:: What the task requires ::
Look through the material below. Return exactly the lines from the one with "the record without" through the one with "Outcome::Err(e) => return", both included.

:: Records supplied ::
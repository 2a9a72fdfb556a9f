//! Table references for building qualified expressions and joins.

use crate::expr::Expr;
use crate::join::Join;

/// A named table, used to qualify column references.
#[derive(Debug, Clone, PartialEq, Eq)]
pub struct Table {
    name: String,
}

impl Table {
    /// Reference a table by name.
    pub fn new(name: impl Into<String>) -> Self {
        Self { name: name.into() }
    }

    /// Table name.
    pub fn name(&self) -> &str {
        &self.name
    }

    /// `table.column`
    pub fn col(&self, column: impl Into<String>) -> Expr {
        Expr::qualified(self.name.clone(), column)
    }

    /// `table.*`
    pub fn star(&self) -> Expr {
        Expr::table_star(self.name.clone())
    }

    /// INNER JOIN this table on `on`.
    pub fn create_join(&self, on: Expr) -> Join {
        Join::inner(self.name.clone(), on)
    }
}

#[cfg(test)]
mod tests {
    use super::*;
    use crate::expr::Dialect;

    #[test]
    fn test_col_and_star_are_qualified() {
        let table = Table::new("developers_projects");
        let mut params = Vec::new();
        assert_eq!(
            table.col("developer_id").build(&mut params, 0),
            "\"developers_projects\".\"developer_id\""
        );
        assert_eq!(table.star().build(&mut params, 0), "\"developers_projects\".*");
        assert_eq!(table.name(), "developers_projects");
    }

    #[test]
    fn test_create_join() {
        let projects = Table::new("projects");
        let link = Table::new("developers_projects");
        let join = link.create_join(projects.col("id").eq(link.col("project_id")));
        let (sql, _) = join.to_sql_with_dialect(Dialect::Sqlite);
        assert!(sql.starts_with(" INNER JOIN \"developers_projects\" ON"));
    }
}
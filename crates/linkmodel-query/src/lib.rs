//! SQL construction layer for linkmodel.
//!
//! `linkmodel-query` turns `Model` metadata and expressions into SQL text plus
//! bound parameters:
//!
//! - **Expression DSL**: `Expr` builds WHERE and ON conditions safely.
//! - **Tables and joins**: `Table` qualifies columns and creates `Join`s.
//! - **Scopes**: `Select` is a lazily executed, optionally read-only query.
//! - **Statements**: `InsertStatement` / `DeleteStatement` for any table,
//!   `InsertBuilder` for model rows.
//!
//! Statements execute through the `Connection` trait from `linkmodel-core`,
//! using the connection's dialect for placeholders and quoting.

pub mod builder;
pub mod clause;
pub mod expr;
pub mod join;
pub mod select;
pub mod table;

pub use builder::{DeleteStatement, InsertBuilder, InsertStatement};
pub use clause::{Limit, NullsOrder, Offset, OrderBy, OrderDirection, Where};
pub use expr::{BinaryOp, Dialect, Expr};
pub use join::{Join, JoinType};
pub use select::Select;
pub use table::Table;
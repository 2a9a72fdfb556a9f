//! Persisting new records before they are linked.

use asupersync::{Cx, Outcome};
use linkmodel_core::{AutoIncrement, Connection, Error, Model};
use linkmodel_query::InsertBuilder;
use std::future::Future;

/// Saves a new target record so it has an id to link to.
///
/// Returns `Ok(true)` when the record was saved and `Ok(false)` when it was
/// rejected without an error (e.g. failed validation without `force`).
pub trait RecordSaver<T: Model, C: Connection>: Send + Sync {
    /// Save `record`.
    ///
    /// With `force`, a rejected record is an error instead of `Ok(false)`.
    /// `validate` controls whether the record's validations run first.
    fn save_record(
        &self,
        cx: &Cx,
        conn: &C,
        record: &mut T,
        force: bool,
        validate: bool,
    ) -> impl Future<Output = Outcome<bool, Error>> + Send;
}

/// Validate `record` and INSERT it into its table.
///
/// Returns the driver's last insert id, or `None` when validation rejected
/// the record without `force`.
async fn validate_and_insert<T: Model, C: Connection>(
    cx: &Cx,
    conn: &C,
    record: &T,
    force: bool,
    validate: bool,
) -> Outcome<Option<i64>, Error> {
    if force || validate {
        if let Err(errors) = record.validate() {
            tracing::debug!(
                table = T::TABLE_NAME,
                errors = errors.errors.len(),
                force,
                "Record failed validation"
            );
            return if force {
                Outcome::Err(Error::Validation(errors))
            } else {
                Outcome::Ok(None)
            };
        }
    }

    let id = match InsertBuilder::new(record).execute(cx, conn).await {
        Outcome::Ok(id) => id,
        Outcome::Err(e) => return Outcome::Err(e),
        Outcome::Cancelled(r) => return Outcome::Cancelled(r),
        Outcome::Panicked(p) => return Outcome::Panicked(p),
    };
    tracing::debug!(table = T::TABLE_NAME, id, "Saved record");
    Outcome::Ok(Some(id))
}

/// Validates, INSERTs into the model's table and stores the generated id.
///
/// A forced save always validates, matching a bang-style save.
#[derive(Debug, Clone, Copy, Default)]
pub struct InsertRecordSaver;

impl<T, C> RecordSaver<T, C> for InsertRecordSaver
where
    T: AutoIncrement,
    C: Connection,
{
    fn save_record(
        &self,
        cx: &Cx,
        conn: &C,
        record: &mut T,
        force: bool,
        validate: bool,
    ) -> impl Future<Output = Outcome<bool, Error>> + Send {
        async move {
            let was_new = record.is_new();
            match validate_and_insert(cx, conn, &*record, force, validate).await {
                Outcome::Ok(Some(id)) => {
                    if was_new && id > 0 {
                        record.set_id(id);
                    }
                    Outcome::Ok(true)
                }
                Outcome::Ok(None) => Outcome::Ok(false),
                Outcome::Err(e) => Outcome::Err(e),
                Outcome::Cancelled(r) => Outcome::Cancelled(r),
                Outcome::Panicked(p) => Outcome::Panicked(p),
            }
        }
    }
}

/// Validates and INSERTs any model, leaving its key as the caller set it.
///
/// For targets keyed by natural values (codes, slugs) rather than a
/// generated id.
#[derive(Debug, Clone, Copy, Default)]
pub struct PlainRecordSaver;

impl<T, C> RecordSaver<T, C> for PlainRecordSaver
where
    T: Model,
    C: Connection,
{
    fn save_record(
        &self,
        cx: &Cx,
        conn: &C,
        record: &mut T,
        force: bool,
        validate: bool,
    ) -> impl Future<Output = Outcome<bool, Error>> + Send {
        async move {
            validate_and_insert(cx, conn, &*record, force, validate)
                .await
                .map(|saved| saved.is_some())
        }
    }
}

:: Response to this exercise ::
/// the record without `force`.
async fn validate_and_insert<T: Model, C: Connection>(
    cx: &Cx,
    conn: &C,
    record: &T,
    force: bool,
    validate: bool,
) -> Outcome<Option<i64>, Error> {
    if force || validate {
        if let Err(errors) = record.validate() {
            tracing::debug!(
                table = T::TABLE_NAME,
                errors = errors.errors.len(),
                force,
                "Record failed validation"
            );
            return if force {
                Outcome::Err(Error::Validation(errors))
            } else {
                Outcome::Ok(None)
            };
        }
    }

    let id = match InsertBuilder::new(record).execute(cx, conn).await {
        Outcome::Ok(id) => id,
        Outcome::Err(e) => return Outcome::Err(e),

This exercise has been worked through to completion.